The First Beagle on the Moon

by Jennifer Susannah Devore

(Reprinted from the 2010 official Comic-Con Souvenir Book)

I think I could learn to love you, Judy, if your batting average was a little higher.

-"Just Keep Laughing", pre-Peanuts Charles M. Schulz

Charles M. Schulz did not create a mere comic strip, a cast of characters to be listed on high school drama department playbills for eons to come; like all sustainable strips, the Writer-Artist-Creator gave us a neighborhood: a safe place where loyalty, security, friendship and a comfortable sense of continuity and familiarity are still unfailingly there for us. The Peanuts gang has been that other group of our friends, always ready to hang with us at a moment's notice and at regularly scheduled mornings, especially Sundays.
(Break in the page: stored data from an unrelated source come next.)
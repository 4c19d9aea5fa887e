//! Tracing initialization.

use crate::config::{LogFormat, LoggingConfig};
use tracing_subscriber::{fmt, prelude::*, EnvFilter};

/// Install the global tracing subscriber. `RUST_LOG` overrides the
/// configured level.
pub fn init_tracing(config: &LoggingConfig) {
    let filter = EnvFilter::try_from_default_env()
        .unwrap_or_else(|_| EnvFilter::new(config.level.clone()));

    match config.format {
        LogFormat::Json => {
            tracing_subscriber::registry()
                .with(filter)
                .with(fmt::layer().json())
                .init();
        }
        LogFormat::Plain => {
            tracing_subscriber::registry()
                .with(filter)
                .with(fmt::layer())
                .init();
        }
    }
}
//! Pending payment status transition, applied by
//! [`PaymentAggregate::status_transition`](super::aggregate::PaymentAggregate::status_transition).

use crate::payment::status::PaymentStatus;

#[derive(Debug, Clone, PartialEq, Eq)]
pub struct StatusTransition {
    pub old: PaymentStatus,
    pub new: PaymentStatus,
    pub note: String,
}

impl StatusTransition {
    pub fn new(old: PaymentStatus, new: PaymentStatus, note: impl Into<String>) -> Self {
        Self {
            old,
            new,
            note: note.into(),
        }
    }

    pub fn is_changed(&self) -> bool {
        self.old != self.new
    }
}
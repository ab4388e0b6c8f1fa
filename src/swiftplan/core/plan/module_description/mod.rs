//! Per-(module, destination) build descriptions.
//!
//! Each resolved module that appears in the plan gets a description
//! tagged by its language family. The variants share a small capability
//! surface — objects, compile arguments, module map, output paths — and
//! a variant that does not participate in a capability returns empty
//! rather than erroring, so consumers can iterate uniformly.

use std::path::PathBuf;
use std::sync::Arc;
use swiftplan_platform::BuildEnvironment;

use crate::core::module::{ModuleKind, ModuleMapType, ResolvedModule, SwiftSetting};
use crate::core::plan::layout::Layout;
use crate::core::plan::Destination;
use crate::util::errors::PlanResult;
use crate::util::Invocation;

pub use self::binary::BinaryModuleBuildDescription;
pub use self::clang::ClangModuleBuildDescription;
pub use self::plugin::PluginModuleBuildDescription;
pub use self::swift::SwiftModuleBuildDescription;
pub use self::system::SystemModuleBuildDescription;

pub mod binary;
pub mod clang;
pub mod plugin;
pub mod swift;
pub mod system;

#[derive(Debug)]
pub enum ModuleBuildDescription {
    Swift(SwiftModuleBuildDescription),
    Clang(ClangModuleBuildDescription),
    Binary(BinaryModuleBuildDescription),
    Plugin(PluginModuleBuildDescription),
    System(SystemModuleBuildDescription),
}

impl ModuleBuildDescription {
    pub fn module(&self) -> &Arc<ResolvedModule> {
        match self {
            ModuleBuildDescription::Swift(d) => d.module(),
            ModuleBuildDescription::Clang(d) => d.module(),
            ModuleBuildDescription::Binary(d) => d.module(),
            ModuleBuildDescription::Plugin(d) => d.module(),
            ModuleBuildDescription::System(d) => d.module(),
        }
    }

    pub fn destination(&self) -> Destination {
        match self {
            ModuleBuildDescription::Swift(d) => d.destination(),
            ModuleBuildDescription::Clang(d) => d.destination(),
            ModuleBuildDescription::Binary(d) => d.destination(),
            ModuleBuildDescription::Plugin(d) => d.destination(),
            ModuleBuildDescription::System(d) => d.destination(),
        }
    }

    /// Object files this module contributes to links.
    pub fn objects(&self) -> Vec<PathBuf> {
        match self {
            ModuleBuildDescription::Swift(d) => d.objects().to_vec(),
            ModuleBuildDescription::Clang(d) => d.objects().to_vec(),
            _ => Vec::new(),
        }
    }

    /// The compile command line, for compiled variants.
    pub fn compile_arguments(&self) -> Vec<String> {
        match self {
            ModuleBuildDescription::Swift(d) => d.compile_arguments(),
            ModuleBuildDescription::Clang(d) => d.common_arguments().to_vec(),
            _ => Vec::new(),
        }
    }

    /// The concrete invocations a build executor must run for this
    /// module, in order.
    pub fn invocations(&self) -> Vec<Invocation> {
        match self {
            ModuleBuildDescription::Swift(d) => d.invocations(),
            ModuleBuildDescription::Clang(d) => d.invocations(),
            _ => Vec::new(),
        }
    }

    /// The module map consumers must import, if any.
    pub fn module_map(&self) -> Option<PathBuf> {
        match self {
            ModuleBuildDescription::Clang(d) => d.module_map_path().map(PathBuf::from),
            ModuleBuildDescription::System(d) => Some(d.module_map_path().to_path_buf()),
            _ => None,
        }
    }

    /// Everything this description produces, for downstream bookkeeping.
    pub fn output_paths(&self) -> Vec<PathBuf> {
        match self {
            ModuleBuildDescription::Swift(d) => d.output_paths(),
            ModuleBuildDescription::Clang(d) => d.objects().to_vec(),
            _ => Vec::new(),
        }
    }
}

/// The module map a dependency exposes: its own, or the one synthesized
/// into its build directory.
pub(crate) fn dependency_module_map(
    module: &ResolvedModule,
    layout: &Layout,
) -> Option<PathBuf> {
    match module.module_map() {
        ModuleMapType::Custom(path) => Some(path.clone()),
        ModuleMapType::UmbrellaHeader(_) | ModuleMapType::UmbrellaDirectory(_) => {
            Some(layout.synthesized_module_map(module.name()))
        }
        ModuleMapType::None => match module.kind() {
            ModuleKind::ClangLibrary if module.public_headers_dir().is_some() => {
                Some(layout.synthesized_module_map(module.name()))
            }
            _ => None,
        },
    }
}

/// Whether the module opts into the embedded experimental feature in the
/// given environment; propagates onto the link line of consuming
/// products.
pub(crate) fn enables_embedded(module: &ResolvedModule, env: &BuildEnvironment) -> bool {
    module.settings().swift.iter().any(|setting| {
        matches!(&setting.value, SwiftSetting::ExperimentalFeature(name) if name == "Embedded")
            && setting
                .condition
                .as_ref()
                .map_or(true, |c| c.satisfied_by(env))
    })
}

/// One object path per compilable source, under the module's build
/// directory.
pub(crate) fn object_paths(
    sources: &[PathBuf],
    build_dir: &PathBuf,
    extension: &str,
) -> PlanResult<Vec<PathBuf>> {
    let mut objects = Vec::new();
    for source in sources {
        let stem = source
            .file_stem()
            .and_then(|s| s.to_str())
            .ok_or_else(|| anyhow::format_err!("source `{}` has no stem", source.display()))?;
        objects.push(build_dir.join(format!("{stem}.{extension}")));
    }
    Ok(objects)
}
Similar to Shakespearean figures, the Peanuts gang has also been, as any psychologist with an ounce of humor and levity will tell you, a microcosm of humanity. A bevy of neuroses, borderline personalities, leaders and followers, Schulz, like the good Bard, nailed it all straight on the round-headed noggin. The psychology of Peanuts, not to drain the comic pool only to replace it with academia, pervades each and every "illustrated laughing square".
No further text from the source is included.